### [Task item]
Give only the number of lines in the following entries where "PartialEq" appears.

### [Dataset]

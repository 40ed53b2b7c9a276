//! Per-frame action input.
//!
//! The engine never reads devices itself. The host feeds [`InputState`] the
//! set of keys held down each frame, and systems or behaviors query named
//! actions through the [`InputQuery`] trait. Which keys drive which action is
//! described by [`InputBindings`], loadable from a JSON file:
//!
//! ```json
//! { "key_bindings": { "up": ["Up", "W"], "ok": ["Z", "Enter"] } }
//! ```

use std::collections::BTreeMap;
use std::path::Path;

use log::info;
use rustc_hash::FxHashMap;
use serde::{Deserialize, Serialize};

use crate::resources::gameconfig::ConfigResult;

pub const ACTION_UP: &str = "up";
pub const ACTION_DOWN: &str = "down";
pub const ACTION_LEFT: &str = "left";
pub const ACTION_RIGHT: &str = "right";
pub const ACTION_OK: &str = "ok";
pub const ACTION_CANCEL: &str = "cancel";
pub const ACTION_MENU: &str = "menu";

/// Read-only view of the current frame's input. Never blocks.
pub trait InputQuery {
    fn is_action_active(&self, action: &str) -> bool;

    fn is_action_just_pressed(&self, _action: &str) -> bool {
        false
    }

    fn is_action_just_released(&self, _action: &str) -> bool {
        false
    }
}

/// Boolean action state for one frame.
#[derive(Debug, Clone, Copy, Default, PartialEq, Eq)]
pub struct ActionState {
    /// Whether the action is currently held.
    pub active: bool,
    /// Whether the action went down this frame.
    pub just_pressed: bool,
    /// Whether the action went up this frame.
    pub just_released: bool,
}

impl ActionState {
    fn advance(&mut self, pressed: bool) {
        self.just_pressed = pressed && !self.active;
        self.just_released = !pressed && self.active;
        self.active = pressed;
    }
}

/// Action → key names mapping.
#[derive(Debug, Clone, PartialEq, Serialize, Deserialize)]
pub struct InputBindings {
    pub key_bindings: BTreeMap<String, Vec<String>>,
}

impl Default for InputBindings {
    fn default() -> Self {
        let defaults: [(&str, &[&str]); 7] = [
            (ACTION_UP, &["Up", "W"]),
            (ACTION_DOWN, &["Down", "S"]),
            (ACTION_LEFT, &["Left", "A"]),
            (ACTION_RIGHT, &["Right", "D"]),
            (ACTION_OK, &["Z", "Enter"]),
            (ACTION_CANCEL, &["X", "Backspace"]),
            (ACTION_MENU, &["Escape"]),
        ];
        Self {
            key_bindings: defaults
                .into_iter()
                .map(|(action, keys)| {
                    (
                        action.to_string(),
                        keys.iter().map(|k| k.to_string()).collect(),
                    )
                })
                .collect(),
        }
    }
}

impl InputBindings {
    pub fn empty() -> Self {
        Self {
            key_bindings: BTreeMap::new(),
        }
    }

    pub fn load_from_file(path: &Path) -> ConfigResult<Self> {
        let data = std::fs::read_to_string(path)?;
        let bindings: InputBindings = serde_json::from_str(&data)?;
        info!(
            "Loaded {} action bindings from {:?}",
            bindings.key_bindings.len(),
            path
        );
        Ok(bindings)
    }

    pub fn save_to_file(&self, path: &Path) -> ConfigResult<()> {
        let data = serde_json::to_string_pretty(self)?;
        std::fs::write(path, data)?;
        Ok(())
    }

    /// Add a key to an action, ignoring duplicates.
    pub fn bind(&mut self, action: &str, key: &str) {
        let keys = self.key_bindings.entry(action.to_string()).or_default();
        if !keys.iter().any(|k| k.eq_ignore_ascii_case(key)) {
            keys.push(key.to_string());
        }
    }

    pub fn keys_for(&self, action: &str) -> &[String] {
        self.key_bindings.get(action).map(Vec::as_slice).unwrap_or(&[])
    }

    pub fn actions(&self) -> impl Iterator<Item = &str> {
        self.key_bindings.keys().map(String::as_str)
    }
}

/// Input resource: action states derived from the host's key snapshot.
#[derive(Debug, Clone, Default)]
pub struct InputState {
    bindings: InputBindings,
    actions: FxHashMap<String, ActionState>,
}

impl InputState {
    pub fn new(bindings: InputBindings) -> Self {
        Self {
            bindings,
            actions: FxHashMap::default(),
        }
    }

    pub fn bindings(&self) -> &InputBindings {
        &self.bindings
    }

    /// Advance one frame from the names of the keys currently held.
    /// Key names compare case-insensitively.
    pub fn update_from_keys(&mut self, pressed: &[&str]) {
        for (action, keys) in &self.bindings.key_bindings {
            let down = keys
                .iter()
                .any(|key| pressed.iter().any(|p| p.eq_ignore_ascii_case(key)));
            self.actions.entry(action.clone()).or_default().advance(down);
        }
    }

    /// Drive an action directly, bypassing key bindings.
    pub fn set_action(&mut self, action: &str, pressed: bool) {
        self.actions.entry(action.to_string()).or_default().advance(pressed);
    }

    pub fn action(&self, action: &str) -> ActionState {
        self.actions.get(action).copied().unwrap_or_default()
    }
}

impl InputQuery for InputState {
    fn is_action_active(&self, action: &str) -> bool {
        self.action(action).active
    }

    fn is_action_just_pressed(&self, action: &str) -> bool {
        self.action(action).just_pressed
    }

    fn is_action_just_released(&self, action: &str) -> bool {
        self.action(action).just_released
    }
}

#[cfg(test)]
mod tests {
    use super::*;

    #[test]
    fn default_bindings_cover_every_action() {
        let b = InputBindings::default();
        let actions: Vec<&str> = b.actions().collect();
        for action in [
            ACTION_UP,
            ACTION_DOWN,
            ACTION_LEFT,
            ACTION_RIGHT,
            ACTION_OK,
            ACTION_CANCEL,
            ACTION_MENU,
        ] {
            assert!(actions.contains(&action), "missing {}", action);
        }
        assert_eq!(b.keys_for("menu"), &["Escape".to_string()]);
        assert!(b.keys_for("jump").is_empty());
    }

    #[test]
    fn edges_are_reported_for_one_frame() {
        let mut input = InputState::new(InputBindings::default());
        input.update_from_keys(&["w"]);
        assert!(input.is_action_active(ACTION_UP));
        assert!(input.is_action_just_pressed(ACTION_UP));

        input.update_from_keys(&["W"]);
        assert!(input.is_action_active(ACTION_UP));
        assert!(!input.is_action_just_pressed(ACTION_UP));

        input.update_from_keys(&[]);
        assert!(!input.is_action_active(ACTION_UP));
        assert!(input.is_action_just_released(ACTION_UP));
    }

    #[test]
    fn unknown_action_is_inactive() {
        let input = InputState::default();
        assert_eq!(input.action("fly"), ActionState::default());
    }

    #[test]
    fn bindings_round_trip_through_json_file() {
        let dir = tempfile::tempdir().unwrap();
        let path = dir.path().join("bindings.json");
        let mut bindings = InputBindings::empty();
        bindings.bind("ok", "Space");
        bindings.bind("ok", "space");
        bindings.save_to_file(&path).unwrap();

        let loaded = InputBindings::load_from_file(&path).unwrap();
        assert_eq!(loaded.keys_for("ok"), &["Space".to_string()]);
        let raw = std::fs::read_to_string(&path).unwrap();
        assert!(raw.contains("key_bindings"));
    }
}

### [Result for this exercise]
2